Bitcoin has risen 7% to 36% in the first week of January each year since 2018

Analysts in crypto market are touting the possibility of a green first-week on crypto markets in January, part of what Alex Kruger (economist and trader) calls the “first weeks of the year effect”.

Kruger noted in a December 29 tweet that Bitcoin (BTC), for the past four consecutive years, has enjoyed positive returns within the first week January. These range from 7% to 36% in 2018 and 2021.

BTC increased from $28,653 in Jan 2021 to $41,441 the following week.

Kruger answered, “tbf only 2020 & 2021 matter, markets are different, so use those data points as much as you like”.

Expect a strong crypto market to rebound in January due to fund inflows. If the January/12 inflation print is too hot, then you should be cautious ahead of the FOMC (Jan/26)
— Alex Kruger (@krugermacro) December 28, 2021

His optimism for January is based on his expectation of strong fund inflows, which seems to align with Raoul Pal, Real Vision CEO. Pal stated in a Youtube interview that he believes the Bitcoin sell-offs are over and that January will be strong as institutional capital is reinvested into the market.

David Lifchitz, CEO of ExoAlpha believes that institutions are still selling even though there is less than 24 hours left in 2021 to lock in tax loss. The phenomenon could also be associated with a rebound in Januarys first week.

Nigel Green, CEO of deVere Group, a wealth management and fintech firm believes that December is the worst month for Bitcoin since May 2021. This is due to “panic sellers literally giving away their cryptocurrencies in order to wealthy buyers.”
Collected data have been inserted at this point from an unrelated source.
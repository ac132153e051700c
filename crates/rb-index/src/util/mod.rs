//! Arena tree (p / l / r) utility functions.
//!
//! All functions take the arena as a slice and work with `u32` indices.
//! Functions that may change the root return the new root index.

pub mod rotate;

use std::cmp::Ordering;

use crate::error::TreeError;
use crate::types::{Node, ValueNode};

pub use rotate::rotate;

#[inline]
pub(crate) fn get_p<N: Node>(arena: &[N], idx: u32) -> Option<u32> {
    arena[idx as usize].p()
}

#[inline]
pub(crate) fn get_l<N: Node>(arena: &[N], idx: u32) -> Option<u32> {
    arena[idx as usize].l()
}

#[inline]
pub(crate) fn get_r<N: Node>(arena: &[N], idx: u32) -> Option<u32> {
    arena[idx as usize].r()
}

#[inline]
pub(crate) fn set_p<N: Node>(arena: &mut [N], idx: u32, v: Option<u32>) {
    arena[idx as usize].set_p(v);
}

#[inline]
pub(crate) fn set_l<N: Node>(arena: &mut [N], idx: u32, v: Option<u32>) {
    arena[idx as usize].set_l(v);
}

#[inline]
pub(crate) fn set_r<N: Node>(arena: &mut [N], idx: u32, v: Option<u32>) {
    arena[idx as usize].set_r(v);
}

/// Index the next node pushed onto an arena of `len` nodes will get.
pub(crate) fn next_index(len: usize) -> Result<u32, TreeError> {
    u32::try_from(len).map_err(|_| TreeError::CapacityExceeded)
}

/// Leftmost node in the tree.
pub fn first<N: Node>(arena: &[N], root: Option<u32>) -> Option<u32> {
    let mut curr = root;
    while let Some(idx) = curr {
        match get_l(arena, idx) {
            Some(l) => curr = Some(l),
            None => return Some(idx),
        }
    }
    curr
}

/// Rightmost node in the tree.
pub fn last<N: Node>(arena: &[N], root: Option<u32>) -> Option<u32> {
    let mut curr = root;
    while let Some(idx) = curr {
        match get_r(arena, idx) {
            Some(r) => curr = Some(r),
            None => return Some(idx),
        }
    }
    curr
}

/// In-order successor.
pub fn next<N: Node>(arena: &[N], node: u32) -> Option<u32> {
    if let Some(r) = get_r(arena, node) {
        return first(arena, Some(r));
    }
    let mut curr = node;
    let mut p = get_p(arena, node);
    while let Some(pi) = p {
        if get_r(arena, pi) == Some(curr) {
            curr = pi;
            p = get_p(arena, pi);
        } else {
            return Some(pi);
        }
    }
    None
}

/// In-order predecessor.
pub fn prev<N: Node>(arena: &[N], node: u32) -> Option<u32> {
    if let Some(l) = get_l(arena, node) {
        return last(arena, Some(l));
    }
    let mut curr = node;
    let mut p = get_p(arena, node);
    while let Some(pi) = p {
        if get_l(arena, pi) == Some(curr) {
            curr = pi;
            p = get_p(arena, pi);
        } else {
            return Some(pi);
        }
    }
    None
}

fn size_inner<N: Node>(arena: &[N], root: u32) -> usize {
    1 + get_l(arena, root).map_or(0, |l| size_inner(arena, l))
        + get_r(arena, root).map_or(0, |r| size_inner(arena, r))
}

/// Number of nodes reachable from `root`.
pub fn size<N: Node>(arena: &[N], root: Option<u32>) -> usize {
    root.map_or(0, |r| size_inner(arena, r))
}

/// Finds a node whose value compares equal to `value`.
///
/// With duplicates present, the match closest to the root is returned.
pub fn find<N, T>(arena: &[N], root: Option<u32>, value: &T) -> Option<u32>
where
    N: ValueNode<T>,
    T: Ord,
{
    let mut curr = root;
    while let Some(i) = curr {
        curr = match value.cmp(arena[i as usize].value()) {
            Ordering::Equal => return Some(i),
            Ordering::Greater => get_r(arena, i),
            Ordering::Less => get_l(arena, i),
        };
    }
    None
}

/// Attaches the detached node `n` to the tree rooted at `root` without
/// rebalancing.
///
/// Values comparing greater than or equal to a node descend into its right
/// subtree, so equal values pile up to the right of the first tie.
/// Returns the new root.
pub fn insert<N, T>(arena: &mut [N], root: Option<u32>, n: u32) -> Option<u32>
where
    N: ValueNode<T>,
    T: Ord,
{
    let Some(mut curr) = root else {
        log::trace!("node {n} becomes the root");
        return Some(n);
    };

    loop {
        let right = arena[n as usize].value().cmp(arena[curr as usize].value()) != Ordering::Less;
        let child = if right {
            get_r(arena, curr)
        } else {
            get_l(arena, curr)
        };
        match child {
            Some(child) => curr = child,
            None => {
                if right {
                    set_r(arena, curr, Some(n));
                } else {
                    set_l(arena, curr, Some(n));
                }
                set_p(arena, n, Some(curr));
                log::trace!(
                    "node {n} attached as {} child of node {curr}",
                    if right { "right" } else { "left" }
                );
                return root;
            }
        }
    }
}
However, he is optimistic about the markets largest cryptocurrency for the long-term. Green believes that Bitcoin can protect investors against global inflation and that “borderless global decentralized currencies” are the future.

However, not everyone is bullish about crypto in 2022.

CNBC spoke with Carol Alexander, Professor of Finance at Sussex University. She said that BTC could plummet as low as $10,000 in 2022. However, she is skeptical about BTCs fundamental value and believes it has already hit its peak in this cycle.

Related: MicroStrategy acquires 1,914 Bitcoin. Now holds nearly $6B in crypto

Todd Lowenstein from Union Bank, chief equity strategist, offers a more informed view. According to Todd Lowenstein, chief equity strategist at Union Bank, “Goldilocks conditions” such as financial stimulus packages COVID and low interest rates which benefited high asset values are ending. This will have a significant impact on BTC markets and traditional ones in 2022.

“Goldilocks conditions have ended and the liquidity tide has receded which will disproportionately hurt overvalued asset class and speculative areas on the market, including cryptocurrencies.”